- _EXERCISE OBJECTIVE_: Please transcribe every record below exactly as written.

- _DATA SUPPLIED_:
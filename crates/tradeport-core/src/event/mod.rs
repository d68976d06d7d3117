//! Event distribution for wizard lifecycle notifications.

pub mod bus;

pub use bus::WizardEventBus;
//! Preview projector: render a live draft document from current field values.
//!
//! A `PreviewTemplate` binds bracketed placeholder tokens (e.g.
//! `[BENEFICIARY NAME]`) to field keys. Projection substitutes each token
//! with the field's rendered value when present and leaves the token
//! verbatim when absent, so a half-filled form still previews sensibly.
//! Both functions are pure; calling them on every render is safe.

use tradeport_types::clause::ChecklistItem;
use tradeport_types::field::{FieldKey, FieldStore};

/// A document template with token -> field-key bindings.
#[derive(Debug, Clone)]
pub struct PreviewTemplate {
    /// Template body containing `[TOKEN]` placeholders.
    pub body: String,
    /// Placeholder token (without brackets) paired with the bound field key.
    pub bindings: Vec<(String, FieldKey)>,
}

impl PreviewTemplate {
    pub fn new(body: impl Into<String>, bindings: Vec<(&str, &str)>) -> Self {
        Self {
            body: body.into(),
            bindings: bindings
                .into_iter()
                .map(|(token, key)| (token.to_string(), FieldKey::from(key)))
                .collect(),
        }
    }
}

/// Substitute bound placeholders in `template` with values from `fields`.
///
/// Unfilled placeholders stay verbatim. Idempotent for identical inputs.
pub fn project(template: &PreviewTemplate, fields: &FieldStore) -> String {
    let mut out = template.body.clone();
    for (token, key) in &template.bindings {
        if let Some(value) = fields.lookup(key) {
            if !value.is_blank() {
                out = out.replace(&format!("[{token}]"), &value.render());
            }
        }
    }
    out
}

/// Project the template, then append the selected clauses as a numbered list.
///
/// Clause bodies are themselves run through placeholder substitution so
/// tokens like `[END DATE]` inside clause wording resolve too.
pub fn project_with_clauses(
    template: &PreviewTemplate,
    fields: &FieldStore,
    clauses: &[ChecklistItem],
) -> String {
    let mut out = project(template, fields);

    let selected: Vec<&ChecklistItem> = clauses.iter().filter(|c| c.selected).collect();
    if selected.is_empty() {
        return out;
    }

    out.push_str("\n\nNOW THIS DEED WITNESSETH AS FOLLOWS:\n");
    for (n, clause) in selected.iter().enumerate() {
        let clause_template = PreviewTemplate {
            body: clause.content.clone(),
            bindings: template.bindings.clone(),
        };
        let body = project(&clause_template, fields);
        out.push_str(&format!("\n{}. {}\n", n + 1, body));
    }
    out
}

- _SOLVED EXERCISE_:
filename crates/tradeport-core/src/event/mod.rs
repository d68976d06d7d3117
//! Event distribution for wizard lifecycle notifications.

pub mod bus;

pub use bus::WizardEventBus;
//! Preview projector: render a live draft document from current field values.
//!
//! A `PreviewTemplate` binds bracketed placeholder tokens (e.g.
//! `[BENEFICIARY NAME]`) to field keys. Projection substitutes each token
//! with the field's rendered value when present and leaves the token
//! verbatim when absent, so a half-filled form still previews sensibly.
//! Both functions are pure; calling them on every render is safe.

use tradeport_types::clause::ChecklistItem;
use tradeport_types::field::{FieldKey, FieldStore};

/// A document template with token -> field-key bindings.
#[derive(Debug, Clone)]
pub struct PreviewTemplate {
    /// Template body containing `[TOKEN]` placeholders.
    pub body: String,
    /// Placeholder token (without brackets) paired with the bound field key.
    pub bindings: Vec<(String, FieldKey)>,
}

impl PreviewTemplate {
    pub fn new(body: impl Into<String>, bindings: Vec<(&str, &str)>) -> Self {
        Self {
            body: body.into(),
            bindings: bindings
                .into_iter()
                .map(|(token, key)| (token.to_string(), FieldKey::from(key)))
                .collect(),
        }
    }
}

/// Substitute bound placeholders in `template` with values from `fields`.
///
/// Unfilled placeholders stay verbatim. Idempotent for identical inputs.
pub fn project(template: &PreviewTemplate, fields: &FieldStore) -> String {
    let mut out = template.body.clone();
    for (token, key) in &template.bindings {
        if let Some(value) = fields.lookup(key) {
            if !value.is_blank() {
                out = out.replace(&format!("[{token}]"), &value.render());
            }
        }
    }
    out
}

/// Project the template, then append the selected clauses as a numbered list.
///
/// Clause bodies are themselves run through placeholder substitution so
/// tokens like `[END DATE]` inside clause wording resolve too.
pub fn project_with_clauses(
    template: &PreviewTemplate,
    fields: &FieldStore,
    clauses: &[ChecklistItem],
) -> String {
    let mut out = project(template, fields);

    let selected: Vec<&ChecklistItem> = clauses.iter().filter(|c| c.selected).collect();
    if selected.is_empty() {
        return out;
    }

    out.push_str("\n\nNOW THIS DEED WITNESSETH AS FOLLOWS:\n");
    for (n, clause) in selected.iter().enumerate() {
        let clause_template = PreviewTemplate {
            body: clause.content.clone(),
            bindings: template.bindings.clone(),
        };
        let body = project(&clause_template, fields);
        out.push_str(&format!("\n{}. {}\n", n + 1, body));
    }
    out
}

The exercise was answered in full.